One other issue that I haven't quite worked out yet is the insert plate rings, they're made of plastic and seem to be an overly tight fit, to the point that they bow upwards when snapped in place. I think there may need to be a shim or some washers to give a small amount of clearance between the insert plate and the base of the router, that would then give the plastic clips on the rings space to clip in place without bending, anyone got any thoughts on that?

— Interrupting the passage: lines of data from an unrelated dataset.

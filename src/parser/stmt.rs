//! Statement grammar:
//!
//! ```text
//! stmt := assign_stmt | bounded_for | object_for
//!
//! assign_stmt := lvalue '=' expr
//! lvalue      := ident ('[' ident (',' ident)* ']')?
//!
//! bounded_for := 'for' ident '=' expr 'to' expr ':' stmt* 'end'
//! object_for  := 'for' 'each' ident 'is' ('atom' | 'bond')
//!                 ['(' expr '-' expr ')']
//!                 ['such' 'that' constraint]
//!                 ':' stmt* 'end'
//! ```

use crate::ast::{LValue, Stmt, StmtKind};
use crate::error::CompileError;
use crate::token::TokenKind;
use crate::types::ObjectKind;

use super::{ParseResult, Parser};

impl<'a> Parser<'a> {
    pub(crate) fn parse_stmt(&mut self) -> ParseResult<Stmt> {
        if self.check(&TokenKind::For) {
            return self.parse_for();
        }
        self.parse_assign()
    }

    fn parse_block_until_end(&mut self) -> ParseResult<Vec<Stmt>> {
        let mut body = Vec::new();
        while !self.check(&TokenKind::End) {
            if self.is_at_end() {
                return Err(CompileError::syntax(self.peek().pos, "unexpected end of input inside a 'for' block, expected 'end'"));
            }
            body.push(self.parse_stmt()?);
        }
        self.expect(TokenKind::End, "to close a 'for' block")?;
        Ok(body)
    }

    fn parse_for(&mut self) -> ParseResult<Stmt> {
        let start = self.peek().pos;
        self.expect(TokenKind::For, "at the start of a loop")?;

        if self.matches(&TokenKind::Each) {
            let (bound, bound_pos) = self.expect_ident("as the bound object name")?;
            self.expect(TokenKind::Is, "after the bound object name")?;
            let object_kind = self.parse_object_kind()?;

            let decomposition = if self.matches(&TokenKind::LParen) {
                let (idx1, idx1_pos) = self.expect_ident("as a bond decomposition's first endpoint")?;
                self.expect(TokenKind::Minus, "between a bond decomposition's two endpoints")?;
                let (idx2, idx2_pos) = self.expect_ident("as a bond decomposition's second endpoint")?;
                self.expect(TokenKind::RParen, "to close a bond decomposition")?;
                Some((idx1, idx1_pos, idx2, idx2_pos))
            } else {
                None
            };

            let constraint = if self.matches(&TokenKind::Such) {
                self.expect(TokenKind::That, "after 'such'")?;
                Some(self.parse_constraint()?)
            } else {
                None
            };

            self.expect(TokenKind::Colon, "before a loop body")?;
            let body = self.parse_block_until_end()?;

            Ok(Stmt::new(
                self.header(start),
                StmtKind::ObjectFor { bound, bound_pos, object_kind, decomposition, constraint, body },
            ))
        } else {
            let (bound, bound_pos) = self.expect_ident("as the loop counter name")?;
            self.expect(TokenKind::Assign, "after the loop counter name")?;
            let from = self.parse_expr()?;
            self.expect(TokenKind::To, "between a bounded loop's endpoints")?;
            let to = self.parse_expr()?;
            self.expect(TokenKind::Colon, "before a loop body")?;
            let body = self.parse_block_until_end()?;

            Ok(Stmt::new(
                self.header(start),
                StmtKind::BoundedFor { bound, bound_pos, from: Box::new(from), to: Box::new(to), body },
            ))
        }
    }

    fn parse_object_kind(&mut self) -> ParseResult<ObjectKind> {
        let tok = self.peek().clone();
        match tok.kind {
            TokenKind::Atom => {
                self.advance();
                Ok(ObjectKind::Atom)
            }
            TokenKind::Bond => {
                self.advance();
                Ok(ObjectKind::Bond)
            }
            other => Err(CompileError::syntax(tok.pos, format!("expected 'atom' or 'bond', found {other:?}"))),
        }
    }

    fn parse_assign(&mut self) -> ParseResult<Stmt> {
        let (name, name_pos) = self.expect_ident("as an assignment target")?;
        let target = if self.matches(&TokenKind::LBracket) {
            let mut indices = Vec::new();
            loop {
                let (idx, idx_pos) = self.expect_ident("as a subscript index")?;
                indices.push((idx, idx_pos));
                if !self.matches(&TokenKind::Comma) {
                    break;
                }
            }
            self.expect(TokenKind::RBracket, "to close an assignment target's subscript")?;
            LValue::Subscript { name, name_pos, indices }
        } else {
            LValue::Name(name, name_pos)
        };

        self.expect(TokenKind::Assign, "between an assignment target and its value")?;
        let value = self.parse_expr()?;

        Ok(Stmt::new(self.header(name_pos), StmtKind::Assign { target, value: Box::new(value) }))
    }
}

#[cfg(test)]
mod tests {
    use crate::intern::Interner;

    use super::*;

    fn parse_stmt(source: &str) -> (Stmt, Interner) {
        let mut interner = Interner::new();
        let tokens = crate::lexer::Lexer::new(source, &mut interner).tokenize().unwrap();
        let mut parser = Parser::new(tokens, &mut interner);
        let stmt = parser.parse_stmt().unwrap();
        drop(parser);
        (stmt, interner)
    }

    #[test]
    fn plain_assignment_parses_a_bare_name_target() {
        let (stmt, interner) = parse_stmt("k = 1\n");
        match stmt.kind {
            StmtKind::Assign { target: LValue::Name(name, _), .. } => assert_eq!(interner.resolve(name), "k"),
            other => panic!("expected a plain Assign, got {other:?}"),
        }
    }

    #[test]
    fn subscripted_assignment_parses_its_index_list() {
        let (stmt, _) = parse_stmt("chi[i, j] = 1\n");
        match stmt.kind {
            StmtKind::Assign { target: LValue::Subscript { indices, .. }, .. } => assert_eq!(indices.len(), 2),
            other => panic!("expected a subscripted Assign, got {other:?}"),
        }
    }

    #[test]
    fn bounded_for_parses_its_endpoints_and_body() {
        let (stmt, _) = parse_stmt("for k = 1 to 5:\n  x = k\nend\n");
        match stmt.kind {
            StmtKind::BoundedFor { body, .. } => assert_eq!(body.len(), 1),
            other => panic!("expected a BoundedFor, got {other:?}"),
        }
    }

    #[test]
    fn object_for_with_decomposition_and_constraint_parses_both() {
        let (stmt, _) = parse_stmt("for each b is bond (i-j) such that bonded(i, j):\nend\n");
        match stmt.kind {
            StmtKind::ObjectFor { object_kind, decomposition, constraint, .. } => {
                assert_eq!(object_kind, ObjectKind::Bond);
                assert!(decomposition.is_some());
                assert!(constraint.is_some());
            }
            other => panic!("expected an ObjectFor, got {other:?}"),
        }
    }

    #[test]
    fn object_for_without_decomposition_or_constraint_parses_with_none() {
        let (stmt, _) = parse_stmt("for each a is atom:\nend\n");
        match stmt.kind {
            StmtKind::ObjectFor { object_kind, decomposition, constraint, .. } => {
                assert_eq!(object_kind, ObjectKind::Atom);
                assert!(decomposition.is_none());
                assert!(constraint.is_none());
            }
            other => panic!("expected an ObjectFor, got {other:?}"),
        }
    }

    #[test]
    fn a_for_block_missing_its_end_keyword_is_a_syntax_error() {
        let mut interner = Interner::new();
        let tokens = crate::lexer::Lexer::new("for each a is atom:\n  x = 1\n", &mut interner).tokenize().unwrap();
        let mut parser = Parser::new(tokens, &mut interner);
        assert!(parser.parse_stmt().is_err());
    }
}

Lastly, has anyone got any tips for using this table sucessfully? I appreciate that it's really a hobby sized table and I am a novice, I have no preconception of what to expect from it, I don't expect to be making big complicated projects or anything like that, the router is reasonable though I think, it's a bosch gof 900 ace variable speed.

Regards,
Reggie.


----------



## dm65 (4 Jun 2013)

I've got the MK2 which has similar construction and I took mine to bits and rebuilt it as it was all loose and wobbly

Can't help you with the plate, mine didn't come with one so I use a bit of laminate floor bolted underneath - works fine with my big orange aussie router

Also, put a board underneath and screw it down so you clamp it if needs be - mine sometimes moves a little bit (I haven't followed my advice and just lift it into place)


----------



## Reggie (5 Jun 2013)

It looks like I needed a good read of the trend mk1 crt manual, looks like I was missing an m6 nylock, and there are some missing spacer washers which shim the router base away from the phenolic top plate.


----------



## Reggie (8 Jun 2013)

It turns out it's not actually m6, the head of the nut is somewhere between m5 and m6 and the bolt is m5, the bolt hole in the table to hold the plate down is also a snug m5 fit. I have a cunning ploy though that will save me a couple of quid, the height adjustment bolt holes are more forgiving, so I've taken an m6 nylock nut, filed it down enough to fit and I'll use an m6 bolt to adjust the height.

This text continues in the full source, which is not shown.